Records to process:
= = = =

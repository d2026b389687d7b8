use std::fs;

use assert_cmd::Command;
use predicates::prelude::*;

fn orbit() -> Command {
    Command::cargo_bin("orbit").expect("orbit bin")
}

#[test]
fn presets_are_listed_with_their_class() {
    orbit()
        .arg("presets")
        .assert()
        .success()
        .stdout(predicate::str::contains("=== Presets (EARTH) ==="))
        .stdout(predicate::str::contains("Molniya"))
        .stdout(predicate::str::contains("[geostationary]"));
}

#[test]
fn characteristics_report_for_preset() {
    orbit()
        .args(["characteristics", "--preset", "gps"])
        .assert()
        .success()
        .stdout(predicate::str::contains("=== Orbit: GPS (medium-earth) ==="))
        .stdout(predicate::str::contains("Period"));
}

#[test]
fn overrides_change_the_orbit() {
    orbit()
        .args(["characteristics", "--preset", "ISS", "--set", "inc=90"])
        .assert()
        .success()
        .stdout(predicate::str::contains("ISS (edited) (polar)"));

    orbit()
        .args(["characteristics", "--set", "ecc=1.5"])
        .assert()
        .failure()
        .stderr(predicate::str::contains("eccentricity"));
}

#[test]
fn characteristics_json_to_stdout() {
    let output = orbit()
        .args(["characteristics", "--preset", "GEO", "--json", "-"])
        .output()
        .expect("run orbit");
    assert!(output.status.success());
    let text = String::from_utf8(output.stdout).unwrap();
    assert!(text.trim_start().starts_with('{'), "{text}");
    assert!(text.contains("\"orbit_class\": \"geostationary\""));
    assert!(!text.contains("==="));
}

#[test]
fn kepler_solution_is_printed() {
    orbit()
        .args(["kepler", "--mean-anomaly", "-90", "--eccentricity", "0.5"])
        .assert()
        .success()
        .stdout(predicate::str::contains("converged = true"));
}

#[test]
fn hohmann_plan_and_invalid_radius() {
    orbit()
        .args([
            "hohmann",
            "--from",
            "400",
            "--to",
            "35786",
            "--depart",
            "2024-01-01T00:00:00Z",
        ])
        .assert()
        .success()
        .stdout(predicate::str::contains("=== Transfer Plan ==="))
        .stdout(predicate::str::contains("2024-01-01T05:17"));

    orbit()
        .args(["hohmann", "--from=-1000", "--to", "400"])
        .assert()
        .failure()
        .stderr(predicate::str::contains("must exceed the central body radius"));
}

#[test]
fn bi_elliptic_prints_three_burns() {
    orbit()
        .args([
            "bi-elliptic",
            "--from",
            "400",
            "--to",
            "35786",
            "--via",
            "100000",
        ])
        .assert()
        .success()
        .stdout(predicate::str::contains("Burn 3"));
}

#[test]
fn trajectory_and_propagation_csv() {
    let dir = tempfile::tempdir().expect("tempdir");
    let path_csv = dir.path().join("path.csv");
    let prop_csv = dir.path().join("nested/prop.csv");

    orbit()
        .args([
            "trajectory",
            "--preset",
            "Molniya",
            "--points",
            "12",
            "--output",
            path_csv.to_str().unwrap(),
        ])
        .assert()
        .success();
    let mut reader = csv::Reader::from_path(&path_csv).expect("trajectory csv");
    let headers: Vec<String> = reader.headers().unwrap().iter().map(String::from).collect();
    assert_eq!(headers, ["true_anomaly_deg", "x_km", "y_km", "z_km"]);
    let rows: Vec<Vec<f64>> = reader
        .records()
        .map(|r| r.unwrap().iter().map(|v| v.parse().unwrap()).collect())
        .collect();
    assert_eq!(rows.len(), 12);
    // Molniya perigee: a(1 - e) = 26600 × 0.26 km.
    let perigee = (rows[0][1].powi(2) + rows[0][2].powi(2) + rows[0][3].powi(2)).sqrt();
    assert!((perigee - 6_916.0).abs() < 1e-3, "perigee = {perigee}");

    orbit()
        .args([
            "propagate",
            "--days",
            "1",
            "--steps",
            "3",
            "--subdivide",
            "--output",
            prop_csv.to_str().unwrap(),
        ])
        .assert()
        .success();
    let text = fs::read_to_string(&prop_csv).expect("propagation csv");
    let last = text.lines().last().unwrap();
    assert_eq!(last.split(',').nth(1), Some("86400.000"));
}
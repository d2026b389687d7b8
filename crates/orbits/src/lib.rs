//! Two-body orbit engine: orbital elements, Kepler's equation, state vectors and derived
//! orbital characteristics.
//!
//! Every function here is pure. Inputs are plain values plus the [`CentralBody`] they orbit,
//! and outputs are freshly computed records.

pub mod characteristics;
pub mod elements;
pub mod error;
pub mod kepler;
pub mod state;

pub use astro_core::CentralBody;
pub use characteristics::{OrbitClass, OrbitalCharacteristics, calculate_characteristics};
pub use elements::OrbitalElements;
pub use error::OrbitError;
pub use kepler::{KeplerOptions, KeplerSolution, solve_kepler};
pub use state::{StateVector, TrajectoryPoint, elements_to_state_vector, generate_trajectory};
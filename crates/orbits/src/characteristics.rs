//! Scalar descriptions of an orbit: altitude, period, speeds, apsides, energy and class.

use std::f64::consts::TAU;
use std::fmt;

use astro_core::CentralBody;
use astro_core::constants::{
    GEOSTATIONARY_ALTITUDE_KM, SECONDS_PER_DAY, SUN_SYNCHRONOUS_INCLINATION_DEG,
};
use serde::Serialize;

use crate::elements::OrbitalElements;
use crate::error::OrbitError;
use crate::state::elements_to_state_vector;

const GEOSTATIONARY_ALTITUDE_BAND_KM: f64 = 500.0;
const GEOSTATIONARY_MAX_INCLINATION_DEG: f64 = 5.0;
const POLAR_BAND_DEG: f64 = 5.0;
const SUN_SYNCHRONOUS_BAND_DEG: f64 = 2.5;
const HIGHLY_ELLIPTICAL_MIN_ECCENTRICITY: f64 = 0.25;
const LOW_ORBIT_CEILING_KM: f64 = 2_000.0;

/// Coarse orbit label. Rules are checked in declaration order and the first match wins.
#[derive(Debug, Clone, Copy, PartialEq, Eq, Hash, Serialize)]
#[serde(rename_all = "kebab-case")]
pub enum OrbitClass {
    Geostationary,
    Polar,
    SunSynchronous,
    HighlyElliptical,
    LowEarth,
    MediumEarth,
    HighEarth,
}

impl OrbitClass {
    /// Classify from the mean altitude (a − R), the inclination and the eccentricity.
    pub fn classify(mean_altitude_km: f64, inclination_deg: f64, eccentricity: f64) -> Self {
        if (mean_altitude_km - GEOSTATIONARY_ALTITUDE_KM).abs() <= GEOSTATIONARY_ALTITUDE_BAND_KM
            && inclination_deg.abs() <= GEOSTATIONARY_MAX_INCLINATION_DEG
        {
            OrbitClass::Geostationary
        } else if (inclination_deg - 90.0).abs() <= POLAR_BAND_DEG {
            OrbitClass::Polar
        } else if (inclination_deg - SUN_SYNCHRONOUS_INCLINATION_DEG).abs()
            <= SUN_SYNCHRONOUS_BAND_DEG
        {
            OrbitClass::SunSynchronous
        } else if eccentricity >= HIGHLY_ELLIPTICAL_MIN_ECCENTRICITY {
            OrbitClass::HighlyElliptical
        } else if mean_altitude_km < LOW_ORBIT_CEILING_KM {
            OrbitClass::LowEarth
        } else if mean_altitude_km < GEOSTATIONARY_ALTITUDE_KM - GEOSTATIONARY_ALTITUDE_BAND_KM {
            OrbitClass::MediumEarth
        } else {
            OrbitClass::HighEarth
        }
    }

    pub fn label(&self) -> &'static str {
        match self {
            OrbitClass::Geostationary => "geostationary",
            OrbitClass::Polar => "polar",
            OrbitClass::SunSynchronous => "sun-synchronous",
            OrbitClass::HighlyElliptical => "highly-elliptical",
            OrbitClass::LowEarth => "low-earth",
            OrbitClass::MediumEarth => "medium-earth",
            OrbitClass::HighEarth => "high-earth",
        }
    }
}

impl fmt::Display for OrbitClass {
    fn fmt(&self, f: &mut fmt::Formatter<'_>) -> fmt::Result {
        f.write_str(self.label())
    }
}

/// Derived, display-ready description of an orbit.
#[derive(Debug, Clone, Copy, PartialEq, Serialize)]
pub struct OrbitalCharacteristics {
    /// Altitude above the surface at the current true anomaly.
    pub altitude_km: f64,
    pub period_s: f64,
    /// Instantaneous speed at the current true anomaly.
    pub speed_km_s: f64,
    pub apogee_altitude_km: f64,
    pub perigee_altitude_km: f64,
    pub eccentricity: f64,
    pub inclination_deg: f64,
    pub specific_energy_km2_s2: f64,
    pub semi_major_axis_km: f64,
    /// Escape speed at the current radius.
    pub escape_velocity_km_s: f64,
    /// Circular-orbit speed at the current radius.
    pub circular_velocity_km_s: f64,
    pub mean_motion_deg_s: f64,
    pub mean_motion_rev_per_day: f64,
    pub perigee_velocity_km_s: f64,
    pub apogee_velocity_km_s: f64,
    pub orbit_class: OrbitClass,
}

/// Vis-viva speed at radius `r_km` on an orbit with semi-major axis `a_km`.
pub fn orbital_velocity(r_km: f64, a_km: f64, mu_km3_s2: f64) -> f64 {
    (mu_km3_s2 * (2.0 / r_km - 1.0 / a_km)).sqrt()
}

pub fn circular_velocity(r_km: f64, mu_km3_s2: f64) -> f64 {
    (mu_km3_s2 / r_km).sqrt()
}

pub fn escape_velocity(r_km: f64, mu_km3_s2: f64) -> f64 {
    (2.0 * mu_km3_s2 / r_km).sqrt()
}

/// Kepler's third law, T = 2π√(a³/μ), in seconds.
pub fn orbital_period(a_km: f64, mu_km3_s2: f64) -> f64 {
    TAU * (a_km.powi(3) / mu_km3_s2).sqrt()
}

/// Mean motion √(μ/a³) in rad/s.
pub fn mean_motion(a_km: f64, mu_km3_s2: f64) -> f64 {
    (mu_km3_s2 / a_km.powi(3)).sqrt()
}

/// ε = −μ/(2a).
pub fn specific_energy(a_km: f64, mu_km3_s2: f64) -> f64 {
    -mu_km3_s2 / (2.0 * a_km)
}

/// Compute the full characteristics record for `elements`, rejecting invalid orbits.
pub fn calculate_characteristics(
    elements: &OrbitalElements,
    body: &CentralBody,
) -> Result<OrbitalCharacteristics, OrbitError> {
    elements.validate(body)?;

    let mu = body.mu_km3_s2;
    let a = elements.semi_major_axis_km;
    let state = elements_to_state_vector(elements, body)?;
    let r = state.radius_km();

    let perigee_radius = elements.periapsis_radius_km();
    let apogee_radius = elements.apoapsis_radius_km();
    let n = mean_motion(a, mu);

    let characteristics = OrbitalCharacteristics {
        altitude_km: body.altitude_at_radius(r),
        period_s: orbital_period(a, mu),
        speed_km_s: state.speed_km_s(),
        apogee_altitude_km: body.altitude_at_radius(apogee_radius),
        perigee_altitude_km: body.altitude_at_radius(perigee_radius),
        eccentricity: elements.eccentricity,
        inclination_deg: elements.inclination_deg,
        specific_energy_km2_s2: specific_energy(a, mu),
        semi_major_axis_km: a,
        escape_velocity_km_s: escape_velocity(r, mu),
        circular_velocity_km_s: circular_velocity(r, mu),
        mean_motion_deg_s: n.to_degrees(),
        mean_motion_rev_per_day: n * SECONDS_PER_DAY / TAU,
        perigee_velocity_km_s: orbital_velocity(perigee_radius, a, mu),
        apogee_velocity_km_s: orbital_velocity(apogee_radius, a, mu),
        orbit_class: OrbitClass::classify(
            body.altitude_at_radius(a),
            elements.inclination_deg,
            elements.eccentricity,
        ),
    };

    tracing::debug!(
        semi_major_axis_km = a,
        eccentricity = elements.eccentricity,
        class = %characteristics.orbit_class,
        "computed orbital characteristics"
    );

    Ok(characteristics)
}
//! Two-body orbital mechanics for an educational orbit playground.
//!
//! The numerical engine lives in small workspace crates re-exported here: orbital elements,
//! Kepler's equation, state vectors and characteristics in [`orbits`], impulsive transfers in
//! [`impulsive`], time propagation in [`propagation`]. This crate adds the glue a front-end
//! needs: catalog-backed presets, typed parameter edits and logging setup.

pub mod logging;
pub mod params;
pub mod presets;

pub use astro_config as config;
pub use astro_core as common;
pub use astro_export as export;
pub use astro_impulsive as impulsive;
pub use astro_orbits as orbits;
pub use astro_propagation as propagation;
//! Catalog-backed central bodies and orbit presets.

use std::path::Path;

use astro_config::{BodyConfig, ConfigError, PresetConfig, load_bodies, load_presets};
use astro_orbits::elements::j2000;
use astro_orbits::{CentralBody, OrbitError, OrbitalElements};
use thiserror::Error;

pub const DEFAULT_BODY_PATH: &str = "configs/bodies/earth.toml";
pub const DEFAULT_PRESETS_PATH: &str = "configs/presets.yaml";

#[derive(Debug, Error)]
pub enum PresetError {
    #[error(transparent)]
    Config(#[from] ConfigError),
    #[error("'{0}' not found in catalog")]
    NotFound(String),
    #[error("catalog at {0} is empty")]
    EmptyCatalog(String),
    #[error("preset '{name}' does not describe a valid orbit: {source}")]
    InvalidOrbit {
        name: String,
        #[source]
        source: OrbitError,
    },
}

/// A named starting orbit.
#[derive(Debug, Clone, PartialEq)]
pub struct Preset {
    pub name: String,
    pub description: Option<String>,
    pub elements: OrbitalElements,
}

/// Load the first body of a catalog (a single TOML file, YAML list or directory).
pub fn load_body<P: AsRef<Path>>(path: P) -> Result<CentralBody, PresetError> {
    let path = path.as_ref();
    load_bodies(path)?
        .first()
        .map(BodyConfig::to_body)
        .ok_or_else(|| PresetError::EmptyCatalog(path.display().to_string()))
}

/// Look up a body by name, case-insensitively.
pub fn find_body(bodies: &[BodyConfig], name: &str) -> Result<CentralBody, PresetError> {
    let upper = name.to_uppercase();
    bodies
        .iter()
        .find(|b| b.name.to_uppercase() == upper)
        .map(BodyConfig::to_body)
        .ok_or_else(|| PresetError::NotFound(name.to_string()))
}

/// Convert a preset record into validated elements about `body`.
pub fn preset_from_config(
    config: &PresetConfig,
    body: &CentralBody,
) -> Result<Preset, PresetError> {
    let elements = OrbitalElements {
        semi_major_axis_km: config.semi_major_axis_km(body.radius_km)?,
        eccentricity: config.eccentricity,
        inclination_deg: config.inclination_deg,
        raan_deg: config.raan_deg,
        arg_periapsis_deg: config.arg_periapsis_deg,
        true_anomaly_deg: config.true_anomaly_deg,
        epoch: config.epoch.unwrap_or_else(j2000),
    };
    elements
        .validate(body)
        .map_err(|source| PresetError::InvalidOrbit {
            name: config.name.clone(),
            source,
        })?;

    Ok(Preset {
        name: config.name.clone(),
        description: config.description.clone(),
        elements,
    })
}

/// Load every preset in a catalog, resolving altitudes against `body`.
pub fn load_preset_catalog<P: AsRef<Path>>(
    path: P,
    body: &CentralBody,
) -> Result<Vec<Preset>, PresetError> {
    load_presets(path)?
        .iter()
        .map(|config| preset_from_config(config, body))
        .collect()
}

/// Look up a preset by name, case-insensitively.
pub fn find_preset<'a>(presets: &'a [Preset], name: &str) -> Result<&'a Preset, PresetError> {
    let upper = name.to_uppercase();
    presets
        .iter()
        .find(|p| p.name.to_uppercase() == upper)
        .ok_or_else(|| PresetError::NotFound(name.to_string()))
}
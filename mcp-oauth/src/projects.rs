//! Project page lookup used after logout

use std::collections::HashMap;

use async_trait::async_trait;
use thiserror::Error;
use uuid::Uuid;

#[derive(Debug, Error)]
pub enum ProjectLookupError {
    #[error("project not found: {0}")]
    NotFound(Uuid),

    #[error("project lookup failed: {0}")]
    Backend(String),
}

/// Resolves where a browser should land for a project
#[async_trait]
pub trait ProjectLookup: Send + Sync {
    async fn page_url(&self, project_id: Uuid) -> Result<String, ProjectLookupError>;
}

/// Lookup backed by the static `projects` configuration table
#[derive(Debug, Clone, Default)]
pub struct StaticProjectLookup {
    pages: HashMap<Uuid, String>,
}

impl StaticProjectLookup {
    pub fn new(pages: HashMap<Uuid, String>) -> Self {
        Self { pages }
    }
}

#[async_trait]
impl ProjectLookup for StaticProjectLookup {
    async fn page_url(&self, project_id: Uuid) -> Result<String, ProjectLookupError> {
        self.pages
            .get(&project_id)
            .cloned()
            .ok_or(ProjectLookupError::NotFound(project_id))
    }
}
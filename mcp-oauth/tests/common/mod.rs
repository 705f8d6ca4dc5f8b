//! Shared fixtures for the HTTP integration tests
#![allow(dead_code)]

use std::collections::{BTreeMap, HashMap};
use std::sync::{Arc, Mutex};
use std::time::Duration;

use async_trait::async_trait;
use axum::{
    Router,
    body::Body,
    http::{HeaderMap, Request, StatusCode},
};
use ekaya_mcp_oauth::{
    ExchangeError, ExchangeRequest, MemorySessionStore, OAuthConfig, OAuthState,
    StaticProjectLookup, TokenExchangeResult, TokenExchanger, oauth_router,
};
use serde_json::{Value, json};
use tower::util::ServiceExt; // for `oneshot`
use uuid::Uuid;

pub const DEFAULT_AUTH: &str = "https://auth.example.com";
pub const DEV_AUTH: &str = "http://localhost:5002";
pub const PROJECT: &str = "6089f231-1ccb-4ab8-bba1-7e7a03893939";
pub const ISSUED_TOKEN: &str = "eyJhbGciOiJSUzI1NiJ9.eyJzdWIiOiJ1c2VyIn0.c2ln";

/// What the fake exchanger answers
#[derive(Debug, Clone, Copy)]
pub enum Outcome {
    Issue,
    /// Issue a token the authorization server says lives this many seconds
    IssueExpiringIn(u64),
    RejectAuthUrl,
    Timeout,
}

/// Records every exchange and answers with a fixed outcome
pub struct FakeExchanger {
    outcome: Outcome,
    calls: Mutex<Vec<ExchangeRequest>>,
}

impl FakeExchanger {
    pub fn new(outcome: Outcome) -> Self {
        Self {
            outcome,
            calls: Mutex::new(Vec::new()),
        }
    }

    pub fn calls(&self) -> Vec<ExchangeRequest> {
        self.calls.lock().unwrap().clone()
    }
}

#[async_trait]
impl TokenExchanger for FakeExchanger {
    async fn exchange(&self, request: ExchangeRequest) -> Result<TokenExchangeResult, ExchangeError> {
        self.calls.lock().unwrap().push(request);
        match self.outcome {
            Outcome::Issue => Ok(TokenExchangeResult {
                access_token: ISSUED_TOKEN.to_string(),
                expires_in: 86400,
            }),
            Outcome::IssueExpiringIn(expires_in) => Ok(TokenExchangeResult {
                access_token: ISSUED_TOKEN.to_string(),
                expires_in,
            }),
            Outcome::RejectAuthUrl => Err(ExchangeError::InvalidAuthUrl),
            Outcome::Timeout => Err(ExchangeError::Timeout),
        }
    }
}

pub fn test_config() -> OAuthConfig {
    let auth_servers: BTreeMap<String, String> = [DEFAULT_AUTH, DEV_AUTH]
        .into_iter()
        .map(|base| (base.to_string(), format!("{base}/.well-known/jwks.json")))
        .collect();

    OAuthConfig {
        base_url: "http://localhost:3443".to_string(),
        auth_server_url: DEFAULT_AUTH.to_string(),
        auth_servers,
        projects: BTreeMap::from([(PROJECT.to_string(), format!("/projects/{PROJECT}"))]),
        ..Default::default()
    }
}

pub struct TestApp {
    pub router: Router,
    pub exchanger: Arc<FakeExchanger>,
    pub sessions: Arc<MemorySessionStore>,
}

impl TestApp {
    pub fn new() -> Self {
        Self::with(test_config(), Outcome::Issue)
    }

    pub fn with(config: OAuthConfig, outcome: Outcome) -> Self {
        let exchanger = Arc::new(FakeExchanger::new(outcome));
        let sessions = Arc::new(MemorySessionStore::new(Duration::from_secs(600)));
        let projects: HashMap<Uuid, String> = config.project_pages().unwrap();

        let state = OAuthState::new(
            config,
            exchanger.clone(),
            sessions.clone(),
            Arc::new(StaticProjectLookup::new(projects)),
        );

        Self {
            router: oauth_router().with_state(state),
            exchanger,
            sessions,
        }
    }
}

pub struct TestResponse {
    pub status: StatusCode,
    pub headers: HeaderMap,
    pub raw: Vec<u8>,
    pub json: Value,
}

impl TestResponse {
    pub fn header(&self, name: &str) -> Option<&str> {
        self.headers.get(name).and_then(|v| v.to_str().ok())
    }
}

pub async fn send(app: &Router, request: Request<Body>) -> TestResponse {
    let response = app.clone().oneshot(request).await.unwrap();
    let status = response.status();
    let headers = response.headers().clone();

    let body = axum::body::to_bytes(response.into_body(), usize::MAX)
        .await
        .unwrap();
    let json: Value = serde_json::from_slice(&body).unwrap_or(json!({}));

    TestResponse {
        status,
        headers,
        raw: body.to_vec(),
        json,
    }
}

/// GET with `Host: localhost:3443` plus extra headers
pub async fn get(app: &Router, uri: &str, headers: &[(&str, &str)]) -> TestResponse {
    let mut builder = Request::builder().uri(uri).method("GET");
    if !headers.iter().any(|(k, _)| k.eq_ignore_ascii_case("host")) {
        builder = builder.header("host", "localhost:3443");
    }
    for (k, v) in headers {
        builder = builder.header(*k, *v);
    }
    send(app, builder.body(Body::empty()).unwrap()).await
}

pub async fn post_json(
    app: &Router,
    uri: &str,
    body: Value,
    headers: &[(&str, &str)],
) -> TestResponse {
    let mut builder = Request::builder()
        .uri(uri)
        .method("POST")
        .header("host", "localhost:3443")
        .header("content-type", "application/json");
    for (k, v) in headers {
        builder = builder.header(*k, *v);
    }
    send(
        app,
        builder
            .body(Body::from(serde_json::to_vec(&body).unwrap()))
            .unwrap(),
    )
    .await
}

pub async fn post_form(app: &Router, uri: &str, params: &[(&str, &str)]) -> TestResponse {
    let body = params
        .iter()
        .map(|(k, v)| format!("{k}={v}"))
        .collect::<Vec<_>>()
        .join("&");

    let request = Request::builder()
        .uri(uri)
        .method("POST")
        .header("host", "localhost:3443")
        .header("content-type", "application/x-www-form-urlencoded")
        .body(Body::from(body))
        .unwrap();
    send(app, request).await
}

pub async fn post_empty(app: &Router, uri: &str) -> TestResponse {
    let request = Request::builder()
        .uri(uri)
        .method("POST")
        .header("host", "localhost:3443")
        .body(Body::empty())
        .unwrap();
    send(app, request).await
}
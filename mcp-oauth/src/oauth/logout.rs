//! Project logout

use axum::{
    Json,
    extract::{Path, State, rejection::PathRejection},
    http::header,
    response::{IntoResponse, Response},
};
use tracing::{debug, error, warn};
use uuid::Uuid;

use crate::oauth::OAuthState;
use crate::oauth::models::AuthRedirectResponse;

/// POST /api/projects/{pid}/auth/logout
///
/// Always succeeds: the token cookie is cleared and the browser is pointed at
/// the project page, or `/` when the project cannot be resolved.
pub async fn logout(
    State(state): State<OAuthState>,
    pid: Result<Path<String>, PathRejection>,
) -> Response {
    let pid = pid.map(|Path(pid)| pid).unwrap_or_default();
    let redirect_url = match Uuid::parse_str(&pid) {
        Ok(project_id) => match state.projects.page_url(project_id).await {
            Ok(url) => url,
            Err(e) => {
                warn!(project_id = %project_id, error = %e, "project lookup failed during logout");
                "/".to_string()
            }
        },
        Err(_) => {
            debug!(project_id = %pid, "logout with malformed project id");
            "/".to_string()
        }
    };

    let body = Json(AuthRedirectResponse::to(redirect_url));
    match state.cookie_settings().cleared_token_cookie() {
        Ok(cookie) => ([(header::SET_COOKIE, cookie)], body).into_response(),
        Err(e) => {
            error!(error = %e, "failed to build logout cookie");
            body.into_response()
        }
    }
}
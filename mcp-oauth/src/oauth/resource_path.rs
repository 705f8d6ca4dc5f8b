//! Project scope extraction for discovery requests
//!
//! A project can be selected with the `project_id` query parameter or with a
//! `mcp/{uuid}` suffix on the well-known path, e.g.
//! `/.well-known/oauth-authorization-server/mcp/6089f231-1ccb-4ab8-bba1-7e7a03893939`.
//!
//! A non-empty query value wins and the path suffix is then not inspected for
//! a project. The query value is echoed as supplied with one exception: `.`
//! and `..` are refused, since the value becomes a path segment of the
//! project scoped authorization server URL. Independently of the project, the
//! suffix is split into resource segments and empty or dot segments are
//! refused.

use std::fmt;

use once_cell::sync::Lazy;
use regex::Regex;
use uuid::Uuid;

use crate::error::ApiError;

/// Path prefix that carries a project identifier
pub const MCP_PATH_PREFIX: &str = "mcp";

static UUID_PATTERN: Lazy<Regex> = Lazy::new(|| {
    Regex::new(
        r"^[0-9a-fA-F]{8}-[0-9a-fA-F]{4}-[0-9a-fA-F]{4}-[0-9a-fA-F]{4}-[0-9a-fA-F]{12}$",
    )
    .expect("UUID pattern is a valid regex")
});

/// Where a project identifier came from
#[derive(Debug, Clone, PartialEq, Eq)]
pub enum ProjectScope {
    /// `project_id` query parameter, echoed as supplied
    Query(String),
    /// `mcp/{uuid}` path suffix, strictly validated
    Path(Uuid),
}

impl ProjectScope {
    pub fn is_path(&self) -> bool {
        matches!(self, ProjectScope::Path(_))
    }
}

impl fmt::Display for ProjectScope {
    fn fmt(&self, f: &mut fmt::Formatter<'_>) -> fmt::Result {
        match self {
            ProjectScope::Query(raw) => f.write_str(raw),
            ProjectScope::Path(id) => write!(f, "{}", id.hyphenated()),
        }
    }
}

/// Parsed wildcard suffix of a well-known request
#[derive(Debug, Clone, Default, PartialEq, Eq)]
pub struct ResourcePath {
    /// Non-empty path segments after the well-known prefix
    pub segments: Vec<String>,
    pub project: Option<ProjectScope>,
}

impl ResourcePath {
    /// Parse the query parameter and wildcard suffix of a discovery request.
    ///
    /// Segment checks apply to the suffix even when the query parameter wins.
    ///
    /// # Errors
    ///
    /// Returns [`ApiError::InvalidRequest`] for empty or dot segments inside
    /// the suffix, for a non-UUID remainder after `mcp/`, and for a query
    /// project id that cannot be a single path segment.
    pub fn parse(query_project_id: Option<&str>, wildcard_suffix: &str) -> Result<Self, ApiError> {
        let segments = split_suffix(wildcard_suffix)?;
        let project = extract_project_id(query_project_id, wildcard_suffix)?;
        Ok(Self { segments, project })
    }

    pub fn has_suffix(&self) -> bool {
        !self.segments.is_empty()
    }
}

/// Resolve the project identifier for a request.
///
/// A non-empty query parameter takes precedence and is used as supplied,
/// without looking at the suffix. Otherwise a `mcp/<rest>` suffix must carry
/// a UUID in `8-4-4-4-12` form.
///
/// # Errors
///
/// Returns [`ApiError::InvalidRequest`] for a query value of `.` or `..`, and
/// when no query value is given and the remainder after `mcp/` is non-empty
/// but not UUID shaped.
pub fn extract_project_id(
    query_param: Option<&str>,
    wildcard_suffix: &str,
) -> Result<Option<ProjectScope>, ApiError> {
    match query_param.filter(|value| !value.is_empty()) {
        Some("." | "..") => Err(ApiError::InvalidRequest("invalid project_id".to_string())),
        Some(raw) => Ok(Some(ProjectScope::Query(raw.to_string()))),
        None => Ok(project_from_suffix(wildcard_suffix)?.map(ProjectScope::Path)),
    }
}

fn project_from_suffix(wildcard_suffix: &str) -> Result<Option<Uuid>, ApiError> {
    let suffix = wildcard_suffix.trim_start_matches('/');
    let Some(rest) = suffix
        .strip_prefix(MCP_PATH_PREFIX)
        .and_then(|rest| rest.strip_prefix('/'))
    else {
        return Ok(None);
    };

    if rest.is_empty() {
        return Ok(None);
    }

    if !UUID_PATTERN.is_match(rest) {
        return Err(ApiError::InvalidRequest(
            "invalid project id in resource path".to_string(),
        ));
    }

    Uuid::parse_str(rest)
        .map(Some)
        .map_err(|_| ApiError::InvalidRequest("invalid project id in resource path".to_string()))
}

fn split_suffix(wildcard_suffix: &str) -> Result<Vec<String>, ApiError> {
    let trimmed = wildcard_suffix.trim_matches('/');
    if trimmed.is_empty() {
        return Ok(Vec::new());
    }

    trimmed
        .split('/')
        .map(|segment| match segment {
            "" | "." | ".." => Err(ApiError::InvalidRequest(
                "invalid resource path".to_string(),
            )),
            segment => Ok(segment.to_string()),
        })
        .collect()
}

= = = =

What you are asked to do: Search the material for the string "MediumEarth" and show every line that has it.

Exercise result:
    MediumEarth,
            OrbitClass::MediumEarth
            OrbitClass::MediumEarth => "medium-earth",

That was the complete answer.